There’s something deeply touching about the way Joan Kembabazi speaks.

Maybe it’s the softness in her tone when she recalls losing her best friend to child marriage at just 13, or the strength in her voice when she says, “girls can be anything.”

You can tell this isn’t a cause she stumbled into. It’s something that found her, shaped her, and never let her go. What began as a tragedy has become a lifelong mission to end child marriage in Uganda and across Africa.

That birthed Gufasha Girls Foundation, a community-based organization in memory of her friend, Gufasha Mureen, committed to promoting girls’ rights and education through advocacy, capacity building, and awareness creation.

Through it, Joan mentors young girls, supports their education, and works with communities to challenge traditions that rob girls of their futures.

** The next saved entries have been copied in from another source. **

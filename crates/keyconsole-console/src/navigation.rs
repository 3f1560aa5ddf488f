//! Routes and sidebar of the console shell

use keyconsole_client::Session;
use keyconsole_core::User;
use std::fmt;
use tracing::debug;

/// A screen of the console
#[derive(Debug, Clone, PartialEq, Eq)]
pub enum Route {
    /// `/`
    Dashboard,
    /// `/items`
    Items,
    /// `/settings`
    Settings,
    /// `/admin`
    Admin,
    /// `/keys`
    Keys,
    /// `/login`
    Login,
    /// `/register`
    Register,
    /// Anything else
    NotFound(String),
}

impl Route {
    /// Map a path to its route; trailing slashes and query strings are ignored
    pub fn parse(path: &str) -> Self {
        let path = path.split(['?', '#']).next().unwrap_or_default();
        let trimmed = path.trim_end_matches('/');
        match trimmed {
            "" => Self::Dashboard,
            "/items" => Self::Items,
            "/settings" => Self::Settings,
            "/admin" => Self::Admin,
            "/keys" => Self::Keys,
            "/login" => Self::Login,
            "/register" => Self::Register,
            _ => Self::NotFound(path.to_string()),
        }
    }

    /// Canonical path
    pub fn path(&self) -> &str {
        match self {
            Self::Dashboard => "/",
            Self::Items => "/items",
            Self::Settings => "/settings",
            Self::Admin => "/admin",
            Self::Keys => "/keys",
            Self::Login => "/login",
            Self::Register => "/register",
            Self::NotFound(path) => path,
        }
    }

    /// Reachable without a session
    pub const fn is_public(&self) -> bool {
        matches!(self, Self::Login | Self::Register | Self::NotFound(_))
    }

    /// Rendered inside the sidebar layout
    pub const fn uses_layout(&self) -> bool {
        matches!(
            self,
            Self::Dashboard | Self::Items | Self::Settings | Self::Admin | Self::Keys
        )
    }

    /// Heading shown for the route
    pub const fn title(&self) -> &'static str {
        match self {
            Self::Dashboard => "Dashboard",
            Self::Items => "Items",
            Self::Settings => "User settings",
            Self::Admin => "Admin",
            Self::Keys => "Key management",
            Self::Login => "Log in",
            Self::Register => "Sign up",
            Self::NotFound(_) => "Not found",
        }
    }
}

impl fmt::Display for Route {
    fn fmt(&self, f: &mut fmt::Formatter<'_>) -> fmt::Result {
        f.write_str(self.path())
    }
}

/// Outcome of navigating to a path
#[derive(Debug, Clone, PartialEq, Eq)]
pub enum Resolution {
    /// Show the route
    Render(Route),
    /// Go to another route instead
    Redirect(Route),
}

/// Entry of the sidebar
#[derive(Debug, Clone, PartialEq, Eq)]
pub struct SidebarItem {
    /// Label
    pub title: &'static str,
    /// Target
    pub route: Route,
}

impl SidebarItem {
    fn new(route: Route) -> Self {
        Self {
            title: route.title(),
            route,
        }
    }
}

/// Sidebar entries for `user`; the admin entry is only offered to superusers
pub fn sidebar(user: Option<&User>) -> Vec<SidebarItem> {
    let mut items = vec![
        SidebarItem::new(Route::Dashboard),
        SidebarItem::new(Route::Items),
        SidebarItem::new(Route::Settings),
    ];
    if user.is_some_and(|user| user.is_superuser) {
        items.push(SidebarItem::new(Route::Admin));
    }
    items.push(SidebarItem::new(Route::Keys));
    items
}

/// Route table plus the session gate
#[derive(Debug, Clone)]
pub struct NavigationShell {
    session: Session,
    current: Route,
}

impl NavigationShell {
    /// Shell starting at the dashboard
    pub const fn new(session: Session) -> Self {
        Self {
            session,
            current: Route::Dashboard,
        }
    }

    /// Route currently shown
    pub const fn current(&self) -> &Route {
        &self.current
    }

    /// Resolve `path` without changing the current route
    pub fn resolve(&self, path: &str) -> Resolution {
        let route = Route::parse(path);
        if route.uses_layout() && !self.session.is_authenticated() {
            debug!(%route, "no session, redirecting to login");
            return Resolution::Redirect(Route::Login);
        }
        Resolution::Render(route)
    }

    /// Navigate to `path`, following a redirect
    pub fn navigate(&mut self, path: &str) -> &Route {
        self.current = match self.resolve(path) {
            Resolution::Render(route) | Resolution::Redirect(route) => route,
        };
        &self.current
    }

    /// Whether `item` points at the current route
    pub fn is_active(&self, item: &SidebarItem) -> bool {
        item.route == self.current
    }
}
//! Typed wrappers around the backend endpoints

pub mod auth;
pub mod items;
pub mod keys;
pub mod users;

pub use auth::AuthApi;
pub use items::ItemsApi;
pub use keys::ApiKeysApi;
pub use users::UsersApi;

use crate::error::{ClientError, ClientResult, NETWORK_ERROR_MESSAGE};
use keyconsole_core::{PaginatedResult, PaginationInfo};
use serde::Deserialize;
use serde::de::DeserializeOwned;
use serde_json::Value;
use tracing::warn;

/// List responses come either bare or wrapped in an envelope
#[derive(Debug, Deserialize)]
#[serde(untagged)]
enum ListPayload<T> {
    Bare(Vec<T>),
    Envelope {
        data: Vec<T>,
        #[serde(default)]
        pagination: Option<PaginationInfo>,
        #[serde(default)]
        count: Option<u64>,
    },
}

impl<T> ListPayload<T> {
    fn into_page(self, page_size: u32) -> PaginatedResult<T> {
        match self {
            Self::Envelope {
                data,
                pagination,
                count,
            } => {
                let pagination = pagination.unwrap_or_else(|| {
                    PaginationInfo::from_count(count.unwrap_or(data.len() as u64), page_size)
                });
                PaginatedResult { data, pagination }
            }
            Self::Bare(data) => {
                let pagination = PaginationInfo::from_count(data.len() as u64, page_size);
                PaginatedResult { data, pagination }
            }
        }
    }

    fn into_vec(self) -> Vec<T> {
        match self {
            Self::Envelope { data, .. } | Self::Bare(data) => data,
        }
    }
}

/// Decode a response body into `T`; a mismatch counts as a network failure
pub(crate) fn parse<T: DeserializeOwned>(value: Value) -> ClientResult<T> {
    serde_json::from_value(value).map_err(|e| {
        warn!(error = %e, "unexpected response shape");
        ClientError::network(NETWORK_ERROR_MESSAGE)
    })
}

/// Decode a paginated list
pub(crate) fn parse_page<T: DeserializeOwned>(
    value: Value,
    page_size: u32,
) -> ClientResult<PaginatedResult<T>> {
    parse::<ListPayload<T>>(value).map(|payload| payload.into_page(page_size))
}

/// Decode a list that may or may not be enveloped
pub(crate) fn parse_list<T: DeserializeOwned>(value: Value) -> ClientResult<Vec<T>> {
    parse::<ListPayload<T>>(value).map(ListPayload::into_vec)
}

In this conversation, Joan talks about transforming personal tragedy into purpose, confronting cultural resistance head-on, and the unshakable belief that every girl’s dream is valid.

Who is Joan Kembabazi?

When Joan Kembabazi talks about why she does what she does, she doesn’t rush. Her words settle heavy in the air, the way memories often do when they’re tied to pain.

Her story began with a friend, a 13-year-old girl, Gufasha Mureen, who dreamt of becoming a doctor, was married off to a 62-year-old man who paid two cows as dowry to her family.

“That’s where it started,” Joan says quietly. “From a personal experience.”

She was just a child herself when she realized how fragile a girl’s dreams could be. “So many girls in my community were facing such tragedies,” she explains. “It wasn’t just her.”

Her friend’s story became a mirror for thousands of others across sub-Saharan Africa.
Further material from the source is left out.